Collected data
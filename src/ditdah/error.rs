use thiserror::Error;

#[derive(Error, Debug)]
pub enum DitdahError {
    #[error("invalid translation target: {0}")]
    InvalidTarget(String),

    #[error("too many arguments")]
    TooManyArguments,

    #[error("Api Error: {0}")]
    Api(String),
}

pub type Result<T> = std::result::Result<T, DitdahError>;
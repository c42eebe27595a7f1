#![warn(missing_docs)]

//! Math types for the fabcam operation pipeline.
//!
//! Thin wrappers around nalgebra providing the handful of geometric
//! primitives the operation ledger needs: points, vectors, planes,
//! axis-aligned boxes with segment clipping, tolerance constants, and the
//! structural content hasher used to detect unchanged work between builds.
//!
//! # Example
//!
//! ```
//! use fabcam_math::{BoundingBox, Plane, Point3, Vec3};
//!
//! let plane = Plane::new(Point3::new(0.0, 0.0, 10.0), Vec3::z()).unwrap();
//! let projected = plane.point_project(&Point3::new(1.0, 2.0, 3.0));
//! assert!((projected.z - 10.0).abs() < 1e-12);
//!
//! let bounds = BoundingBox::new(Point3::origin(), Point3::new(10.0, 10.0, 10.0));
//! let clipped = bounds.clip_segment(
//!     &Point3::new(5.0, 5.0, 20.0),
//!     &Point3::new(5.0, 5.0, -20.0),
//!     1e-8,
//! );
//! assert!(clipped.is_some());
//! ```

mod bbox;
pub mod hash;
mod plane;

pub use bbox::BoundingBox;
pub use hash::{ContentHash, ContentHasher};
pub use plane::Plane;

use nalgebra::Vector3;

/// A point in 3D space.
pub type Point3 = nalgebra::Point3<f64>;

/// A vector in 3D space.
pub type Vec3 = Vector3<f64>;

/// Tolerance constants for geometric comparisons.
#[derive(Debug, Clone, Copy, PartialEq)]
pub struct Tolerance {
    /// Linear distance tolerance in mm.
    pub linear: f64,
    /// Collinearity tolerance, expressed as the sine of the angle between
    /// two directions.
    pub collinear: f64,
}

impl Tolerance {
    /// Default machining tolerances (1e-8 mm linear, 1e-6 collinear).
    pub const DEFAULT: Self = Self {
        linear: 1e-8,
        collinear: 1e-6,
    };

    /// Check if two points are coincident within tolerance.
    pub fn points_equal(&self, a: &Point3, b: &Point3) -> bool {
        (a - b).norm() < self.linear
    }

    /// Check whether two directions lie on the same line, pointing either way.
    ///
    /// Zero-length inputs are never collinear.
    pub fn collinear(&self, a: &Vec3, b: &Vec3) -> bool {
        let lengths = a.norm() * b.norm();
        if lengths < self.linear {
            return false;
        }
        a.cross(b).norm() / lengths < self.collinear
    }
}

impl Default for Tolerance {
    fn default() -> Self {
        Self::DEFAULT
    }
}

/// Convert a point into the `[x, y, z]` array used by JSON records.
pub fn point_to_array(p: &Point3) -> [f64; 3] {
    [p.x, p.y, p.z]
}

/// Convert a vector into the `[x, y, z]` array used by JSON records.
pub fn vec_to_array(v: &Vec3) -> [f64; 3] {
    [v.x, v.y, v.z]
}
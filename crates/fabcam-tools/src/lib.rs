#![warn(missing_docs)]

//! Tool catalogs for fabcam.
//!
//! This crate holds the tooling data model that machining operations
//! reference: shapes, the ten bit kinds with their templates, tool
//! libraries, and the tool controller interning table shared by a
//! production run.
//!
//! # Example
//!
//! ```
//! use fabcam_tools::{
//!     BitTemplates, BitType, Bits, Library, Shapes, ToolController, ToolControllerTable,
//! };
//!
//! let shapes = Shapes::standard("Shape");
//! let templates = BitTemplates::standard();
//! let endmill = templates.get(BitType::EndMill)?.example(&shapes)?;
//!
//! // Bits round-trip through their JSON records.
//! let record = templates.to_json(&endmill)?;
//! assert_eq!(templates.from_json(&record, &shapes)?, endmill);
//!
//! let bits = Bits::new([endmill])?;
//! let library = Library::from_bindings("Default", &[(1, "5mm_Endmill")], &bits)?;
//!
//! let mut table = ToolControllerTable::new();
//! let controller = ToolController::new(library.lookup_number(1)?.clone(), 1);
//! assert_eq!(table.intern(&controller), 0);
//! assert_eq!(table.intern(&controller), 0);
//! # Ok::<(), fabcam_tools::ToolsError>(())
//! ```

mod attributes;
mod bit;
mod controller;
mod error;
mod library;
mod shape;
mod template;
mod value;

pub use attributes::Attributes;
pub use bit::{
    BallEnd, Bit, BitKind, BitType, Bits, BullNose, Chamfer, DoveTail, Drill, EndMill, Probe,
    SlittingSaw, ThreadMill, VGroove,
};
pub use controller::{
    Cooling, SpindleDirection, ToolController, ToolControllerRecord, ToolControllerTable,
};
pub use error::{Result, ToolsError};
pub use library::{Libraries, Library, LibraryEntry, LIBRARY_VERSION};
pub use shape::{Shape, Shapes, STANDARD_SHAPE_NAMES};
pub use template::{AttributeSpec, BitTemplate, BitTemplates, ParameterSpec, DIMENSION_TYPES};
pub use value::{describe_types, AttributeValue, Dimension, ValueType};
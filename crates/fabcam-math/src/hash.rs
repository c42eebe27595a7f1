//! Structural content hashing.
//!
//! Every hashed entity feeds its content fields into a [`ContentHasher`]
//! explicitly. Reals are rounded to six decimals and hashed as text so the
//! same geometry hashes identically on every platform and in every run.

use std::fmt;

use serde::{Deserialize, Deserializer, Serialize, Serializer};
use sha2::{Digest, Sha256};

use crate::{Point3, Vec3};

const HEX: &[u8; 16] = b"0123456789abcdef";

/// A 32-byte SHA-256 content hash.
#[derive(Debug, Clone, Copy, PartialEq, Eq, Hash, PartialOrd, Ord)]
pub struct ContentHash(pub [u8; 32]);

impl ContentHash {
    /// Render as 64 lowercase hexadecimal digits.
    pub fn to_hex(&self) -> String {
        let mut text = String::with_capacity(64);
        for byte in &self.0 {
            text.push(HEX[(byte >> 4) as usize] as char);
            text.push(HEX[(byte & 0x0f) as usize] as char);
        }
        text
    }

    /// The first `length` hex digits (at most 64).
    pub fn short(&self, length: usize) -> String {
        let mut text = self.to_hex();
        text.truncate(length.min(64));
        text
    }

    /// Parse 64 hexadecimal digits.
    pub fn from_hex(text: &str) -> Option<Self> {
        let bytes = text.as_bytes();
        if bytes.len() != 64 {
            return None;
        }
        let mut out = [0u8; 32];
        for (i, slot) in out.iter_mut().enumerate() {
            let hi = hex_value(bytes[2 * i])?;
            let lo = hex_value(bytes[2 * i + 1])?;
            *slot = (hi << 4) | lo;
        }
        Some(Self(out))
    }
}

fn hex_value(byte: u8) -> Option<u8> {
    match byte {
        b'0'..=b'9' => Some(byte - b'0'),
        b'a'..=b'f' => Some(byte - b'a' + 10),
        b'A'..=b'F' => Some(byte - b'A' + 10),
        _ => None,
    }
}

impl fmt::Display for ContentHash {
    fn fmt(&self, f: &mut fmt::Formatter<'_>) -> fmt::Result {
        f.write_str(&self.to_hex())
    }
}

impl Serialize for ContentHash {
    fn serialize<S: Serializer>(&self, serializer: S) -> Result<S::Ok, S::Error> {
        serializer.serialize_str(&self.to_hex())
    }
}

impl<'de> Deserialize<'de> for ContentHash {
    fn deserialize<D: Deserializer<'de>>(deserializer: D) -> Result<Self, D::Error> {
        let text = String::deserialize(deserializer)?;
        ContentHash::from_hex(&text)
            .ok_or_else(|| serde::de::Error::custom(format!("invalid content hash `{text}`")))
    }
}

/// Builder that feeds typed fields into a SHA-256 digest.
///
/// Each field is framed with a one-byte type marker and, for text, its
/// length, so adjacent fields can never run together.
#[derive(Clone)]
pub struct ContentHasher {
    hasher: Sha256,
}

impl ContentHasher {
    /// Start a hash for an entity identified by `tag`.
    pub fn new(tag: &str) -> Self {
        let mut hasher = Self {
            hasher: Sha256::new(),
        };
        hasher.text(tag);
        hasher
    }

    /// Feed a string.
    pub fn text(&mut self, value: &str) -> &mut Self {
        self.hasher.update([b's']);
        self.hasher.update((value.len() as u64).to_le_bytes());
        self.hasher.update(value.as_bytes());
        self
    }

    /// Feed a real, rounded to six decimals.
    pub fn real(&mut self, value: f64) -> &mut Self {
        let text = format_real(value);
        self.hasher.update([b'r']);
        self.hasher.update((text.len() as u64).to_le_bytes());
        self.hasher.update(text.as_bytes());
        self
    }

    /// Feed a signed integer.
    pub fn integer(&mut self, value: i64) -> &mut Self {
        self.hasher.update([b'i']);
        self.hasher.update(value.to_le_bytes());
        self
    }

    /// Feed a boolean.
    pub fn flag(&mut self, value: bool) -> &mut Self {
        self.hasher.update([b'b', u8::from(value)]);
        self
    }

    /// Feed the three coordinates of a point.
    pub fn point(&mut self, value: &Point3) -> &mut Self {
        self.real(value.x).real(value.y).real(value.z)
    }

    /// Feed the three components of a vector.
    pub fn vector(&mut self, value: &Vec3) -> &mut Self {
        self.real(value.x).real(value.y).real(value.z)
    }

    /// Feed a child hash.
    pub fn child(&mut self, value: &ContentHash) -> &mut Self {
        self.hasher.update([b'h']);
        self.hasher.update(value.0);
        self
    }

    /// Feed a list length, framing the elements that follow.
    pub fn count(&mut self, value: usize) -> &mut Self {
        self.hasher.update([b'n']);
        self.hasher.update((value as u64).to_le_bytes());
        self
    }

    /// Finish and return the digest.
    pub fn finish(self) -> ContentHash {
        let digest = self.hasher.finalize();
        let mut out = [0u8; 32];
        out.copy_from_slice(&digest);
        ContentHash(out)
    }
}

/// Six-decimal text of `value` with negative zero folded to zero.
pub fn format_real(value: f64) -> String {
    let rounded = (value * 1e6).round() / 1e6;
    let rounded = if rounded == 0.0 { 0.0 } else { rounded };
    format!("{rounded:.6}")
}
impl AttributeSpec {
    /// Create an attribute spec.
    pub fn new(name: impl Into<String>, types: &[ValueType], example: impl Into<AttributeValue>) -> Self {
        Self {
            name: name.into(),
            types: types.to_vec(),
            example: example.into(),
        }
    }

    fn accepts(&self, value: &AttributeValue) -> bool {
        let value_type = value.value_type();
        self.types.contains(&value_type)
            || (value_type == ValueType::Integer && self.types.contains(&ValueType::Real))
    }

    /// Read a JSON value, narrowing it to the first accepted type it fits.
    ///
    /// Integers stay integers wherever `accepts` admits them, so a bit that
    /// validates reads back unchanged.
    fn coerce(&self, value: &Value) -> Option<AttributeValue> {
        if let Some(integer) = value.as_i64().map(AttributeValue::Integer) {
            if self.accepts(&integer) {
                return Some(integer);
            }
        }
        self.types.iter().find(|t| t.accepts(value)).and_then(|t| match t {
            ValueType::Integer => value.as_i64().map(AttributeValue::Integer),
            ValueType::Real => value.as_f64().map(AttributeValue::Real),
            ValueType::Text => value.as_str().map(AttributeValue::from),
            ValueType::Flag => value.as_bool().map(AttributeValue::Flag),
        })
    }
}

/// Schema for one bit kind.
#[derive(Debug, Clone, PartialEq)]
pub struct BitTemplate {
    /// The bit kind this template describes.
    pub bit_type: BitType,
    /// Name of the template's example bit.
    pub example_name: String,
    /// Name of the shape the example bit uses.
    pub shape_name: String,
    /// Required dimensions, in record order.
    pub parameters: Vec<ParameterSpec>,
    /// Optional attributes.
    pub attributes: Vec<AttributeSpec>,
}
//! Production settings.

use std::path::Path;

use fabcam_math::Tolerance;
use serde::{Deserialize, Serialize};

use crate::error::Result;

/// Knobs for a production run, loadable from TOML.
///
/// ```
/// use fabcam::ProductionSettings;
///
/// let settings = ProductionSettings::from_toml_str("hash_text_length = 12")?;
/// assert_eq!(settings.hash_text_length, 12);
/// assert!(settings.reuse_unchanged);
/// # Ok::<(), fabcam::FabError>(())
/// ```
#[derive(Debug, Clone, PartialEq, Serialize, Deserialize)]
#[serde(default, deny_unknown_fields)]
pub struct ProductionSettings {
    /// Largest sine of the angle between a join axis and a mount normal
    /// still treated as collinear.
    pub collinear_tolerance: f64,
    /// Distance below which two points coincide (mm).
    pub linear_tolerance: f64,
    /// Hex digits kept by `Solid::hash_text`.
    pub hash_text_length: usize,
    /// Reuse kernel output from the previous run when an operation's build
    /// key is unchanged.
    pub reuse_unchanged: bool,
}

impl Default for ProductionSettings {
    fn default() -> Self {
        Self {
            collinear_tolerance: Tolerance::DEFAULT.collinear,
            linear_tolerance: Tolerance::DEFAULT.linear,
            hash_text_length: 16,
            reuse_unchanged: true,
        }
    }
}

impl ProductionSettings {
    /// Parse settings from TOML text; missing keys take their defaults.
    pub fn from_toml_str(text: &str) -> Result<Self> {
        Ok(toml::from_str(text)?)
    }

    /// Read settings from a TOML file.
    pub fn load(path: impl AsRef<Path>) -> Result<Self> {
        let text = std::fs::read_to_string(path)?;
        Self::from_toml_str(&text)
    }

    /// Geometric tolerances for this run.
    pub fn tolerance(&self) -> Tolerance {
        Tolerance {
            linear: self.linear_tolerance,
            collinear: self.collinear_tolerance,
        }
    }
}
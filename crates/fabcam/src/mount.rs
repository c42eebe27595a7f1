//! Mounts: oriented work planes holding an ordered operation ledger.

use fabcam_math::{vec_to_array, point_to_array, BoundingBox, ContentHash, ContentHasher, Plane, Point3, Tolerance, Vec3};
use fabcam_tools::ToolControllerTable;

use crate::error::{FabError, Result};
use crate::geometry::Geometries;
use crate::operation::{Operation, OperationKind, OperationState};
use crate::production::{KernelPass, ProductionContext};
use crate::record::MountRecord;

/// An oriented work plane on a solid.
///
/// The ledger is append-only and its order is the machining order.
#[derive(Debug, Clone, PartialEq)]
pub struct Mount {
    name: String,
    solid: String,
    plane: Plane,
    orient: Vec3,
    depth: f64,
    operations: Vec<Operation>,
    bounds: BoundingBox,
    failure: Option<String>,
}

impl Mount {
    /// Create an empty mount on `solid`.
    ///
    /// `orient` is projected onto the plane and normalized; it must not be
    /// parallel to `normal`. `depth` limits how far operations reach below
    /// the plane.
    pub fn new(
        solid: impl Into<String>,
        name: impl Into<String>,
        contact: Point3,
        normal: Vec3,
        orient: Vec3,
        depth: f64,
    ) -> Result<Self> {
        let name = name.into();
        let plane = Plane::new(contact, normal).ok_or_else(|| FabError::schema(&name, "normal", "has zero length"))?;
        let orient = plane
            .vector_project(&orient)
            .try_normalize(Tolerance::DEFAULT.linear)
            .ok_or_else(|| FabError::schema(&name, "orient", "has no component in the mount plane"))?;
        if !(depth.is_finite() && depth > 0.0) {
            return Err(FabError::schema(&name, "depth", format!("must be positive, found {depth}")));
        }
        Ok(Self {
            name,
            solid: solid.into(),
            plane,
            orient,
            depth,
            operations: Vec::new(),
            bounds: BoundingBox::empty(),
            failure: None,
        })
    }

    /// Mount name.
    pub fn name(&self) -> &str {
        &self.name
    }

    /// Name of the owning solid.
    pub fn solid(&self) -> &str {
        &self.solid
    }

    /// The work plane.
    pub fn plane(&self) -> &Plane {
        &self.plane
    }

    /// Contact point of the plane.
    pub fn contact(&self) -> Point3 {
        self.plane.contact
    }

    /// Unit normal of the plane.
    pub fn normal(&self) -> Vec3 {
        self.plane.normal
    }

    /// Unit in-plane orientation.
    pub fn orient(&self) -> Vec3 {
        self.orient
    }

    /// Depth limit.
    pub fn depth(&self) -> f64 {
        self.depth
    }

    /// Operations in ledger order.
    pub fn operations(&self) -> &[Operation] {
        &self.operations
    }

    /// Bounds of the material extruded on this mount.
    pub fn bounds(&self) -> BoundingBox {
        self.bounds
    }

    /// Why the last production attempt stopped, if it did.
    pub fn failure(&self) -> Option<&str> {
        self.failure.as_deref()
    }

    /// Append `operation` to the ledger and return it.
    pub fn record_operation(&mut self, operation: Operation) -> &mut Operation {
        if let OperationKind::Extrude { geometries, depth, .. } = operation.kind() {
            self.enclose(geometries, *depth);
        }
        let index = self.operations.len();
        self.operations.push(operation);
        &mut self.operations[index]
    }

    // The extruded volume spans the profiles projected on the top plane and
    // on the plane `depth` below it.
    fn enclose(&mut self, geometries: &Geometries, depth: f64) {
        let bottom = self.plane.offset(-depth);
        self.bounds.enclose(&geometries.project(&self.plane).bounds());
        self.bounds.enclose(&geometries.project(&bottom).bounds());
    }

    /// Record an extrude.
    pub fn extrude(
        &mut self,
        name: impl Into<String>,
        geometries: impl Into<Geometries>,
        depth: f64,
        contour: bool,
    ) -> &mut Operation {
        self.record_operation(Operation::extrude(name, geometries, depth, contour))
    }

    /// Record a pocket.
    pub fn pocket(&mut self, name: impl Into<String>, geometries: impl Into<Geometries>, depth: f64) -> &mut Operation {
        self.record_operation(Operation::pocket(name, geometries, depth))
    }

    /// Hash of the plane fields alone.
    pub fn plane_hash(&self) -> ContentHash {
        let mut hasher = ContentHasher::new("mount_plane");
        hasher
            .point(&self.plane.contact)
            .vector(&self.plane.normal)
            .vector(&self.orient)
            .real(self.depth);
        hasher.finish()
    }

    /// Hash of the plane fields and every operation hash in ledger order.
    pub fn content_hash(&self) -> ContentHash {
        let mut hasher = ContentHasher::new("mount");
        hasher
            .point(&self.plane.contact)
            .vector(&self.plane.normal)
            .vector(&self.orient)
            .real(self.depth)
            .count(self.operations.len());
        for operation in &self.operations {
            hasher.child(&operation.content_hash());
        }
        hasher.finish()
    }

    /// Intern the controller of every unproduced operation, in ledger order.
    pub fn resolve_tool_controllers(&mut self, table: &mut ToolControllerTable) {
        for operation in &mut self.operations {
            operation.resolve_tool_controller(table);
        }
    }

    /// Produce every unproduced operation in ledger order, stopping at the
    /// first failure.
    ///
    /// `seed` identifies the body this mount cuts: the owning solid and
    /// every mount produced before this one. Each build key chains the
    /// seed, the plane hash and the ledger up to the keyed operation.
    pub fn produce_geometry(&mut self, seed: &ContentHash, pass: &mut KernelPass<'_>) -> Result<()> {
        let result = self.produce_ledger(seed, pass);
        self.failure = result.as_ref().err().map(ToString::to_string);
        result
    }

    fn produce_ledger(&mut self, seed: &ContentHash, pass: &mut KernelPass<'_>) -> Result<()> {
        let mut key = ContentHasher::new("build_key");
        key.child(seed).child(&self.plane_hash());
        for operation in &mut self.operations {
            key.child(&operation.content_hash());
            if operation.state() != OperationState::Recorded {
                continue;
            }
            let build_key = key.clone().finish();
            let reused = match pass.previous_output(&build_key) {
                Some(output) => {
                    operation.reuse(output)?;
                    true
                }
                None => {
                    operation.produce(&self.plane, &mut *pass.kernel)?;
                    false
                }
            };
            if let Some(output) = operation.output() {
                pass.record(build_key, output.clone(), reused);
            }
        }
        Ok(())
    }

    /// Resolve controllers, then produce, in ledger order.
    pub fn post_produce1(&mut self, seed: &ContentHash, context: &mut ProductionContext<'_>) -> Result<()> {
        self.resolve_tool_controllers(context.controllers);
        self.produce_geometry(seed, &mut context.pass)
    }

    /// Serialize every operation.
    ///
    /// After a failed production the operations the failure cut off are
    /// written with `null` produced paths and stay recorded; otherwise every
    /// operation must have been produced.
    pub fn serialize(&mut self) -> Result<MountRecord> {
        let failed = self.failure.is_some();
        let operations = self
            .operations
            .iter_mut()
            .map(|operation| {
                if failed && operation.state() == OperationState::Recorded {
                    Ok(operation.to_record())
                } else {
                    operation.serialize()
                }
            })
            .collect::<Result<Vec<_>>>()?;
        Ok(MountRecord {
            name: self.name.clone(),
            contact: point_to_array(&self.plane.contact),
            normal: vec_to_array(&self.plane.normal),
            orient: vec_to_array(&self.orient),
            depth: self.depth,
            failure: self.failure.clone(),
            operations,
        })
    }

    /// Re-record a mount of `solid` from its record.
    pub fn from_record(solid: &str, record: &MountRecord, controllers: &ToolControllerTable) -> Result<Self> {
        let mut mount = Self::new(
            solid,
            record.name.clone(),
            Point3::from(record.contact),
            Vec3::from(record.normal),
            Vec3::from(record.orient),
            record.depth,
        )?;
        for operation in &record.operations {
            mount.record_operation(Operation::from_record(operation, controllers)?);
        }
        Ok(mount)
    }
}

The task — Nothing but the lines from the first line of the data through the line with "fabcam operation pipeline." should be returned, exactly as they appear, both ends included.

Result —
filename src/ditdah/error.rs
use thiserror::Error;

#[derive(Error, Debug)]
pub enum DitdahError {
    #[error("invalid translation target: {0}")]
    InvalidTarget(String),

    #[error("too many arguments")]
    TooManyArguments,

    #[error("Api Error: {0}")]
    Api(String),
}

pub type Result<T> = std::result::Result<T, DitdahError>;
repository c42eebe27595a7f1
#![warn(missing_docs)]

//! Math types for the fabcam operation pipeline.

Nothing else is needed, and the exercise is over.